** Exercise description **
Find every line with the string "query" in the material below and copy it.

*** Source data ***

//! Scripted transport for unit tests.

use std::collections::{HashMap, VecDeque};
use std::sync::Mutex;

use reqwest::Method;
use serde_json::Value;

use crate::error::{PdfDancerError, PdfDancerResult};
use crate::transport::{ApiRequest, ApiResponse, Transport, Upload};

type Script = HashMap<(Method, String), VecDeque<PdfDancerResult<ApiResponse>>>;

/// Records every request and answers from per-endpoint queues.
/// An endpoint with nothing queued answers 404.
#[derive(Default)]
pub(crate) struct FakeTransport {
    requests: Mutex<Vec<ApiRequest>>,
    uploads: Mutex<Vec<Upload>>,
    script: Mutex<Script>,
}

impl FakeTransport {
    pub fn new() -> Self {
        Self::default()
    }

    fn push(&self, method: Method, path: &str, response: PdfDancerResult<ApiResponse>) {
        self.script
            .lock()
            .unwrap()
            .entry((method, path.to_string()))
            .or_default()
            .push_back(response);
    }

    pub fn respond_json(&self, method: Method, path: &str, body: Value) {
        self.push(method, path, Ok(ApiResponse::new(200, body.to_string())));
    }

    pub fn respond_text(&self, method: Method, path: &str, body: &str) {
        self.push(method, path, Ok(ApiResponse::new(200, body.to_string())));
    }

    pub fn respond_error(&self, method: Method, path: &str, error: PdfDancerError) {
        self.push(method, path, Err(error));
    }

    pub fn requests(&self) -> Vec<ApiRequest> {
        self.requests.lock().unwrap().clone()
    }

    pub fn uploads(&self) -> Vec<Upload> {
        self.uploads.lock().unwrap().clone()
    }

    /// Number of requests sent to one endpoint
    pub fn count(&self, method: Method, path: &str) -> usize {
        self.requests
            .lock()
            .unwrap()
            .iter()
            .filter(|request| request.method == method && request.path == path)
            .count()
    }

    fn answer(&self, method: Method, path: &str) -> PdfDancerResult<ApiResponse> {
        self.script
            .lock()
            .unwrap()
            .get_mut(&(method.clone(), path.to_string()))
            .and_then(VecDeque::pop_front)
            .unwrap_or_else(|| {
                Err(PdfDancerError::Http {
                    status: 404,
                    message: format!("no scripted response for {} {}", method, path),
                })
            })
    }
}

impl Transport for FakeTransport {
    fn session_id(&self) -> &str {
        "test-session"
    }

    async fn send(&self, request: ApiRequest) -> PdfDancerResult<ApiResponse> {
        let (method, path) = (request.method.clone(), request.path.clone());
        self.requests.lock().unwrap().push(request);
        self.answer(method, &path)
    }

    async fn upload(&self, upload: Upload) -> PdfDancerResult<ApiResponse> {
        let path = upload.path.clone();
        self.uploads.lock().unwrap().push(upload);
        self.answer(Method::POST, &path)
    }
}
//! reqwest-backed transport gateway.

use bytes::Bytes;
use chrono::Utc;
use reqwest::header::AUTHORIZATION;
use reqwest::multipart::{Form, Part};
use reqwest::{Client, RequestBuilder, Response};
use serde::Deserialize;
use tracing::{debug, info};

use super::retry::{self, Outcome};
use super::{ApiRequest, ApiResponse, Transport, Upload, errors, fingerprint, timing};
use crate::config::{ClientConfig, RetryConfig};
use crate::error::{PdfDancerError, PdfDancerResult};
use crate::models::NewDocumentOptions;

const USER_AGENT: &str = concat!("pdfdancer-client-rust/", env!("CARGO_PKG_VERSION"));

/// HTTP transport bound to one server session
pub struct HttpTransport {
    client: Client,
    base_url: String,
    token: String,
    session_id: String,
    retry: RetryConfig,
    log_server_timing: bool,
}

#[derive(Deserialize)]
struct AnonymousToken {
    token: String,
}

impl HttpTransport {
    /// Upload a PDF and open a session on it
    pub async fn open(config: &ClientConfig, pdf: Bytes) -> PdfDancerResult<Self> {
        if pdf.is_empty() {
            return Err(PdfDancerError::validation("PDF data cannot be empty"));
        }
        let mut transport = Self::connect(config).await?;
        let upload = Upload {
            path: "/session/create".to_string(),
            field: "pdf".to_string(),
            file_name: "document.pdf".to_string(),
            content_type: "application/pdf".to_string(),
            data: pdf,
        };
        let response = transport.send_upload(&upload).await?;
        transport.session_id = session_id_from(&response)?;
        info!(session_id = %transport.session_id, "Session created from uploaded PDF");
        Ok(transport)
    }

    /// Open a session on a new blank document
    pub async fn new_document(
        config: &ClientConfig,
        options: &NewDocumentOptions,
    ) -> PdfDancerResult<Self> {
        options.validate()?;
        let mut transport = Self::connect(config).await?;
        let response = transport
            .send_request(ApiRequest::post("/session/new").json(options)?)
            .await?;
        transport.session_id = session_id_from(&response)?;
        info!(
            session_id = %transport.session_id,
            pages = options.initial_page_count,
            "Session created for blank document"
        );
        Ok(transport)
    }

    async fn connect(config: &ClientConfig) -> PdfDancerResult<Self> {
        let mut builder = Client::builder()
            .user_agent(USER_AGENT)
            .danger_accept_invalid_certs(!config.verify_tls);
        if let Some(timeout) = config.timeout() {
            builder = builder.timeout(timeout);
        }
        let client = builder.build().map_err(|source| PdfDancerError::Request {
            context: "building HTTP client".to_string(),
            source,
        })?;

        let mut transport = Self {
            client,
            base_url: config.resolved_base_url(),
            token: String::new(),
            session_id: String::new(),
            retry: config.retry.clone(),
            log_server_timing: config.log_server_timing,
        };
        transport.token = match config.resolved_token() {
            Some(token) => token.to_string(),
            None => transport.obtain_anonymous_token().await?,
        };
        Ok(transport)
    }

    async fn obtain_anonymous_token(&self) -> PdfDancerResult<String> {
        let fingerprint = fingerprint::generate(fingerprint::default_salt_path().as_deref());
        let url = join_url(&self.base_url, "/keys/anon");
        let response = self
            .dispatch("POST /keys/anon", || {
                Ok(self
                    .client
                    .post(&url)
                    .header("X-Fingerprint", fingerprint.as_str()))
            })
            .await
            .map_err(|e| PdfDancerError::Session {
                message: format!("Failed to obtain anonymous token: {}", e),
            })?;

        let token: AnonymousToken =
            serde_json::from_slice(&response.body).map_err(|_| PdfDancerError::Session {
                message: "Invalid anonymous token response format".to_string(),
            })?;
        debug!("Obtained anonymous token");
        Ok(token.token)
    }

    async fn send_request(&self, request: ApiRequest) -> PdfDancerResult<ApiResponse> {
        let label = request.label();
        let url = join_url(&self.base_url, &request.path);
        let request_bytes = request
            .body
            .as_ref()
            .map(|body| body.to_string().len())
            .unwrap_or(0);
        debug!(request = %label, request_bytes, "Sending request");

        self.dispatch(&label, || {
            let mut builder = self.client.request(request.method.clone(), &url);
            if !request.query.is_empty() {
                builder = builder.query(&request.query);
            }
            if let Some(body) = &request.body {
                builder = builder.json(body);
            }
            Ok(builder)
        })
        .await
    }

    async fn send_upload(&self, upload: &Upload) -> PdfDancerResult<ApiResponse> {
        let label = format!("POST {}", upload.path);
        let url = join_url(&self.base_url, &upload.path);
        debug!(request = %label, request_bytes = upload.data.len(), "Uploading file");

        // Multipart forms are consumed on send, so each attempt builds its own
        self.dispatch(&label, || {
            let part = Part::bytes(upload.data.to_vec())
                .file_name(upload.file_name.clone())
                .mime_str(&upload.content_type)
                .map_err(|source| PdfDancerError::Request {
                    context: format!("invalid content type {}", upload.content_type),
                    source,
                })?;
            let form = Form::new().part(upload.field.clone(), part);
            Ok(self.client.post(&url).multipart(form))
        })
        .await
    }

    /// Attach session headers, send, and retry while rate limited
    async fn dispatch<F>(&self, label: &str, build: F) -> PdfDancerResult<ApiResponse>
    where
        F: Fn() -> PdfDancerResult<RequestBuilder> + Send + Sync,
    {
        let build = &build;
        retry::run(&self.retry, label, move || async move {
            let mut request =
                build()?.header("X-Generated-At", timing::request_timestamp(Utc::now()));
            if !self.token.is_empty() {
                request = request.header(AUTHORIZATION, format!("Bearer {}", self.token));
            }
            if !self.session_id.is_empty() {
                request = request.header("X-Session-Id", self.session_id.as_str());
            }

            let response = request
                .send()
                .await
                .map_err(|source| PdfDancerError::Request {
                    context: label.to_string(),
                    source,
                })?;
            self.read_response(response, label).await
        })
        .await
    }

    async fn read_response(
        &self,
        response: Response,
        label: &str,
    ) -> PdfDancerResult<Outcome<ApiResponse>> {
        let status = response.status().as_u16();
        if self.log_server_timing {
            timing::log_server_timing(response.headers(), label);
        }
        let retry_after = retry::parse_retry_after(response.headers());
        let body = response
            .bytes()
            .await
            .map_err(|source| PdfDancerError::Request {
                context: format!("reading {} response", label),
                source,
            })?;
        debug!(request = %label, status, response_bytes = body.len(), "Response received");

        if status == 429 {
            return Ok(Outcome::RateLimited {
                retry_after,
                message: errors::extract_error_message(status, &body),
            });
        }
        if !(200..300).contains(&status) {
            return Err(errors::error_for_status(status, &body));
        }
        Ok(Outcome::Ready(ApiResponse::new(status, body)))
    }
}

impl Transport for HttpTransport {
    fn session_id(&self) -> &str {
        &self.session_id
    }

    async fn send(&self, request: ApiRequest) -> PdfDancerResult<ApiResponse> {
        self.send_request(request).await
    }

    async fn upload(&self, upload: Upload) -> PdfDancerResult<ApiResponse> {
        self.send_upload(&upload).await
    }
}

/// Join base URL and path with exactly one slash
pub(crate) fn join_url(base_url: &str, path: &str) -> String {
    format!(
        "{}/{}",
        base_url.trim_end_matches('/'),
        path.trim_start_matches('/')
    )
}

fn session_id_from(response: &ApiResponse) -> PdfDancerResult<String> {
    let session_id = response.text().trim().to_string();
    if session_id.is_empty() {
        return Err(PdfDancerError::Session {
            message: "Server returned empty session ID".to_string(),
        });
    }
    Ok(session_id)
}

*** End of Source data ***
*** Source data ***

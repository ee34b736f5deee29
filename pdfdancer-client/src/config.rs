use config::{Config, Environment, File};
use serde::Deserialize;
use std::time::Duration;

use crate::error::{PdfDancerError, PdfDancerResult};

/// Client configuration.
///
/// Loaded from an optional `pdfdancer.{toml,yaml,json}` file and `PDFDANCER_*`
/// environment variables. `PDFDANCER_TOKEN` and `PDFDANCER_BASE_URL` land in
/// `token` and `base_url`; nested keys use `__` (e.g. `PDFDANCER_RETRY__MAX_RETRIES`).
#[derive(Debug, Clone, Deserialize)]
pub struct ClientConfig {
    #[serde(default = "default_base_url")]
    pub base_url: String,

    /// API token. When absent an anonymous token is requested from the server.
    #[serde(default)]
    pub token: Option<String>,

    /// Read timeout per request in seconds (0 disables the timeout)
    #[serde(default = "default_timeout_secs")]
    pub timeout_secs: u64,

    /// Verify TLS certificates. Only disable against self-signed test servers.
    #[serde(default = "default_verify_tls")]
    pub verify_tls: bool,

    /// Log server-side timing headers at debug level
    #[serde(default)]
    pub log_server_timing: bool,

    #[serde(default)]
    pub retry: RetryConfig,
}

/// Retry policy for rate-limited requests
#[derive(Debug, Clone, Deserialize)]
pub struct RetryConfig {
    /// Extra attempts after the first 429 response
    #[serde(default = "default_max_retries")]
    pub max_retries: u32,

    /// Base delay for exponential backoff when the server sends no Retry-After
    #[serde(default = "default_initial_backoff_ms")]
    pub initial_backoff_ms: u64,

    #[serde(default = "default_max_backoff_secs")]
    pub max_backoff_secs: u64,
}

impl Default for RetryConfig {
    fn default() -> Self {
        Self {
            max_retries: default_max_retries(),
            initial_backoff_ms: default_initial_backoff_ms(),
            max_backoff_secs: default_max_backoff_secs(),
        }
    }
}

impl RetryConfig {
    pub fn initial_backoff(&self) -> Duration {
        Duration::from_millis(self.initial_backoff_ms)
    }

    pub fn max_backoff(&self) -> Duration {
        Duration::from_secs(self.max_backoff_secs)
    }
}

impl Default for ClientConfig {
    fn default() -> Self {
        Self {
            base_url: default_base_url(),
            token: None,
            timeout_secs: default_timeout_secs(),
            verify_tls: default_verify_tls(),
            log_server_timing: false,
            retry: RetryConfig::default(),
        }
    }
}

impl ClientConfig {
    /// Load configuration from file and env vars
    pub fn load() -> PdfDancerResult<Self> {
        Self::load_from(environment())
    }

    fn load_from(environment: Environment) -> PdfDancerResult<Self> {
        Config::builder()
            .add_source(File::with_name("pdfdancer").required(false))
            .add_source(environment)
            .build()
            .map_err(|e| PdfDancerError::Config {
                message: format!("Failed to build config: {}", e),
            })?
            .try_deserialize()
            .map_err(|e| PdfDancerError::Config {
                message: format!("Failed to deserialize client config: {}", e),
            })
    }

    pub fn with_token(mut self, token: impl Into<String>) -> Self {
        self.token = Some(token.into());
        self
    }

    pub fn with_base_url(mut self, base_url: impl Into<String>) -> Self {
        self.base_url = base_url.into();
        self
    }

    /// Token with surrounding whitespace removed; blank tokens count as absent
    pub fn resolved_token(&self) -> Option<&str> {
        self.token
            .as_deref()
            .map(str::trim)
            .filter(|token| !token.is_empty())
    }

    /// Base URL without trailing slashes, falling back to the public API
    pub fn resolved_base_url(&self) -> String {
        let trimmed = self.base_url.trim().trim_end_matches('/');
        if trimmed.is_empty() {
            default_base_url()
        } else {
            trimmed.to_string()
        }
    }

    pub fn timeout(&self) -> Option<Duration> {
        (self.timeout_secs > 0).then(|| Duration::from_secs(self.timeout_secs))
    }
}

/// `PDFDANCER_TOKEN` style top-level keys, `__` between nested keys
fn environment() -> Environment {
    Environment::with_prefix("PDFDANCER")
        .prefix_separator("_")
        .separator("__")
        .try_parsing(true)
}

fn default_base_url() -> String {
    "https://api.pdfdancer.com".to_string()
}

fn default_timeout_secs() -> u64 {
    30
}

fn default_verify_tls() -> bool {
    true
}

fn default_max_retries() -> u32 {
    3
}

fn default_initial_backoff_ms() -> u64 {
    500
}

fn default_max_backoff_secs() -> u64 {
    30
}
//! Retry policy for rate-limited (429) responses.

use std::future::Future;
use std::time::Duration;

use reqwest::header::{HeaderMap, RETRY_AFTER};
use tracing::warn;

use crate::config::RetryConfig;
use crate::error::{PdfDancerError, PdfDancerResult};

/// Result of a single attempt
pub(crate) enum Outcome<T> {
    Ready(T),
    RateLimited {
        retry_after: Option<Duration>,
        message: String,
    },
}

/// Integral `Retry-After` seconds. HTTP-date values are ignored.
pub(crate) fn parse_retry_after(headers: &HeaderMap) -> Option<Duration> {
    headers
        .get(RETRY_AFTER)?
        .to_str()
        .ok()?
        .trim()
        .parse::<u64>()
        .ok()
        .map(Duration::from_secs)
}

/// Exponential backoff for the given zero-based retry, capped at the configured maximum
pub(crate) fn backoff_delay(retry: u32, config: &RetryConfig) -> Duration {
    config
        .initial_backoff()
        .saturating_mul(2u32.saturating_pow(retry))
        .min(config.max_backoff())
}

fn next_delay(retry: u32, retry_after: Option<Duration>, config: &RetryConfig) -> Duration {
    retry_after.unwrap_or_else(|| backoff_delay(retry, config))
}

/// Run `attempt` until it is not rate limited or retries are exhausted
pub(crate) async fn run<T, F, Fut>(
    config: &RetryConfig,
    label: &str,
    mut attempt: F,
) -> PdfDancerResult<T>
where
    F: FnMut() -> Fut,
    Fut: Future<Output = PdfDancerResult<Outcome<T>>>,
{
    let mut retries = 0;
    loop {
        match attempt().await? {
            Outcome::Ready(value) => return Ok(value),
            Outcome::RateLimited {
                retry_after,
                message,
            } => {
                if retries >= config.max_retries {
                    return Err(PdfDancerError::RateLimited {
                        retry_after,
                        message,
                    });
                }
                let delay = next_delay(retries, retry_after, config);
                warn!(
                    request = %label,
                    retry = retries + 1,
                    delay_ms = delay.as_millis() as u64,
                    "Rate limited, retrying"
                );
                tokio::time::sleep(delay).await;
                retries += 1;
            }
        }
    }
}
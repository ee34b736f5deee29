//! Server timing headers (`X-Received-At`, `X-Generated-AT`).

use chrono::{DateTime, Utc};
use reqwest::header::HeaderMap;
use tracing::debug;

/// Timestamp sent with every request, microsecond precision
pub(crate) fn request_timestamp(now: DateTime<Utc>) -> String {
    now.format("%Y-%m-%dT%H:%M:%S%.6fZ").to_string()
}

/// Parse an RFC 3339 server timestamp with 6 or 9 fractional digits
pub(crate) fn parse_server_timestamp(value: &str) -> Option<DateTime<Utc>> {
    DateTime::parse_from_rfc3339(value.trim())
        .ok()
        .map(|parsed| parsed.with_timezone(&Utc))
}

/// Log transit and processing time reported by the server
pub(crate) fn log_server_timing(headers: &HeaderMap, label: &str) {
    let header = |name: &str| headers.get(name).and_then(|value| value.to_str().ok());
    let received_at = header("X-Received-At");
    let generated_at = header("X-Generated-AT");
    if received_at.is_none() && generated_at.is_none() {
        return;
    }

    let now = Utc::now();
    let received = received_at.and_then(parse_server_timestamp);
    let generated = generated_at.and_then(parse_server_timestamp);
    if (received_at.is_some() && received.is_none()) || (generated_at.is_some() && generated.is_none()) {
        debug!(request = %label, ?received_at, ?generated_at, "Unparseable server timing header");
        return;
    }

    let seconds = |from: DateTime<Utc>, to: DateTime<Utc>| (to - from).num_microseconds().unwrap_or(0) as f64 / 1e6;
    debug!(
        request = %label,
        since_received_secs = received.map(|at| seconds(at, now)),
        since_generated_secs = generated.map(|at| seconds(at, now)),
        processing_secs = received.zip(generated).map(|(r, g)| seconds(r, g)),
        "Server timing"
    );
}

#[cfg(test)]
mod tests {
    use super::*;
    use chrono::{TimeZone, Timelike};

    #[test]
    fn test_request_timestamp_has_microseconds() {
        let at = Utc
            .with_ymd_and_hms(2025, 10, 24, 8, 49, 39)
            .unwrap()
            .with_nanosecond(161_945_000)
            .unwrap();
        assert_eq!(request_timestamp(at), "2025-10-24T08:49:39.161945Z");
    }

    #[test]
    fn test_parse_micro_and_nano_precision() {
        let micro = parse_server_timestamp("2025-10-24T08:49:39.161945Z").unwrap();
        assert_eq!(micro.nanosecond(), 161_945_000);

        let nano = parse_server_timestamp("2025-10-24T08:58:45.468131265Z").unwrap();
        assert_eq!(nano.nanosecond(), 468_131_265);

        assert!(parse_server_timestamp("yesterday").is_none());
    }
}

*** End of Source data ***
*** Source data ***

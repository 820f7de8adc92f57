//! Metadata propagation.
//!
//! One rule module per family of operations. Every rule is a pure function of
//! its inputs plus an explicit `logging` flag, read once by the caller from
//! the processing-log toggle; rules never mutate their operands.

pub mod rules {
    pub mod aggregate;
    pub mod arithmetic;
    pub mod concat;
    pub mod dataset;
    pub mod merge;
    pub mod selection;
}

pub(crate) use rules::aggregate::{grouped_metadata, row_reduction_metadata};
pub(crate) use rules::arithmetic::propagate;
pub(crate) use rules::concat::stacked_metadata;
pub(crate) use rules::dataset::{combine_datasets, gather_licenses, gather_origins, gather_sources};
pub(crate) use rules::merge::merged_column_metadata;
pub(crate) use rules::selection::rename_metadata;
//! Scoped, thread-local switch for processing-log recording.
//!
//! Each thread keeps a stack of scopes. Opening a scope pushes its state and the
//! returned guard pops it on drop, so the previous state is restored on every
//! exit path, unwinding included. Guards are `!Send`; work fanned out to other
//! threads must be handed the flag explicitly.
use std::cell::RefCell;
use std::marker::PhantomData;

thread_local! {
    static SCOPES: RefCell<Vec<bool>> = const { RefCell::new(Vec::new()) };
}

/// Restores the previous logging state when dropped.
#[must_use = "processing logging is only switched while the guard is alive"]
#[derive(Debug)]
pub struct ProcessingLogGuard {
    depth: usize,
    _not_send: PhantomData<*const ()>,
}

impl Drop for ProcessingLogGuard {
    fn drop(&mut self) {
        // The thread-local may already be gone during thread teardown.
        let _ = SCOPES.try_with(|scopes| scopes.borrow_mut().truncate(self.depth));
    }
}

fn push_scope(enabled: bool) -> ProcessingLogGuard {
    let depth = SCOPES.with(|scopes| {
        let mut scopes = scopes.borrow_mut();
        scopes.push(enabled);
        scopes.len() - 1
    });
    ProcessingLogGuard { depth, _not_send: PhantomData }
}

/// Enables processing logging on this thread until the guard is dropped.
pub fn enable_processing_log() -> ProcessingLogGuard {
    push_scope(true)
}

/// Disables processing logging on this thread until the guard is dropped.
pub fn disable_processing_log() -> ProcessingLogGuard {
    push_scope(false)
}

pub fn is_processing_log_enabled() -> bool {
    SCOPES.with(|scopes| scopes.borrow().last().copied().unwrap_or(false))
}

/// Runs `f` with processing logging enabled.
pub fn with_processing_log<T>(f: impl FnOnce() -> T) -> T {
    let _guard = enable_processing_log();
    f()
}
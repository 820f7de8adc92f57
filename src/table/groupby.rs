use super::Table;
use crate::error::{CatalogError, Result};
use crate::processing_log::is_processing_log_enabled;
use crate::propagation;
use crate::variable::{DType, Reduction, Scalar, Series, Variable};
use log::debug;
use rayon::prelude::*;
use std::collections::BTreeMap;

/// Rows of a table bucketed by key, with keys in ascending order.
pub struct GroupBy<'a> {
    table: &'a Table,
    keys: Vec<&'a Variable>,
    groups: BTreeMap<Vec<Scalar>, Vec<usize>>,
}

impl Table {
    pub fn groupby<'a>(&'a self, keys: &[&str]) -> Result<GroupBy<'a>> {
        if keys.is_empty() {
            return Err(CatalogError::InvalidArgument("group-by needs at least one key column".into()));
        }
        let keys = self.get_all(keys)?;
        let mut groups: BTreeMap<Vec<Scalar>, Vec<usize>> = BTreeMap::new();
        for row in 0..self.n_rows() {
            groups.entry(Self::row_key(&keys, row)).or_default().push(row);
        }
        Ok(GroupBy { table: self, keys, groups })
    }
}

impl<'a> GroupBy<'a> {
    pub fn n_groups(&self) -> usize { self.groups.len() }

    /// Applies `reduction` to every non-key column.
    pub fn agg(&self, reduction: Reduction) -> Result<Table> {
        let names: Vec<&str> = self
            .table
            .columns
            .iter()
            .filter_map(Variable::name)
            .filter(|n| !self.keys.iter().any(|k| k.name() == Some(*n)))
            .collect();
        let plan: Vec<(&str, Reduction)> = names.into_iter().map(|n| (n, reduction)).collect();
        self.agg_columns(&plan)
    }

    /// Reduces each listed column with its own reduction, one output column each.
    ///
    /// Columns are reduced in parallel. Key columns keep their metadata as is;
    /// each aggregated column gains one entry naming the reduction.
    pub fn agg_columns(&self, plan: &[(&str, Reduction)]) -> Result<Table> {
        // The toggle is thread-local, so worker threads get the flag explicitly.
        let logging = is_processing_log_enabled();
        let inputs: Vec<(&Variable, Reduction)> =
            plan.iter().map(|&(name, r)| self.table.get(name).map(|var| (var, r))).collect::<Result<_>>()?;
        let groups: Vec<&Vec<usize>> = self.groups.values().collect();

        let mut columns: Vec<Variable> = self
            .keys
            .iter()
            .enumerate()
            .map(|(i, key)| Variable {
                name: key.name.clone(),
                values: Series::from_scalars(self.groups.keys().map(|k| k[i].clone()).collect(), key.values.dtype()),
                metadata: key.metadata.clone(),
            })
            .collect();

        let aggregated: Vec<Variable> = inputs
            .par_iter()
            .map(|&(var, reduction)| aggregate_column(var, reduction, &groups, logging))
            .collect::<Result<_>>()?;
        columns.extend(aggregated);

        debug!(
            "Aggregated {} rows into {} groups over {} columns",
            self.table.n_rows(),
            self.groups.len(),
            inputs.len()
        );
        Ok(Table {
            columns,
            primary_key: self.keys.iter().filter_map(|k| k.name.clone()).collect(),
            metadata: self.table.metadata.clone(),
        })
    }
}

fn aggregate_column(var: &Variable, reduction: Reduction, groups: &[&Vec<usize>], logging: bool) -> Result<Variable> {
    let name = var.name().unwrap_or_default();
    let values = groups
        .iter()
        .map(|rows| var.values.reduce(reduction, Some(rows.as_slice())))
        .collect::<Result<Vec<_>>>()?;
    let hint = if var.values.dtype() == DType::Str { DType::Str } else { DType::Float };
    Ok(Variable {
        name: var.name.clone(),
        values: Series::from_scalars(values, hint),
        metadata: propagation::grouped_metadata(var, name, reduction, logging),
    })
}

*** End of Source data ***

** Response for this exercise **
            if !request.query.is_empty() {
                builder = builder.query(&request.query);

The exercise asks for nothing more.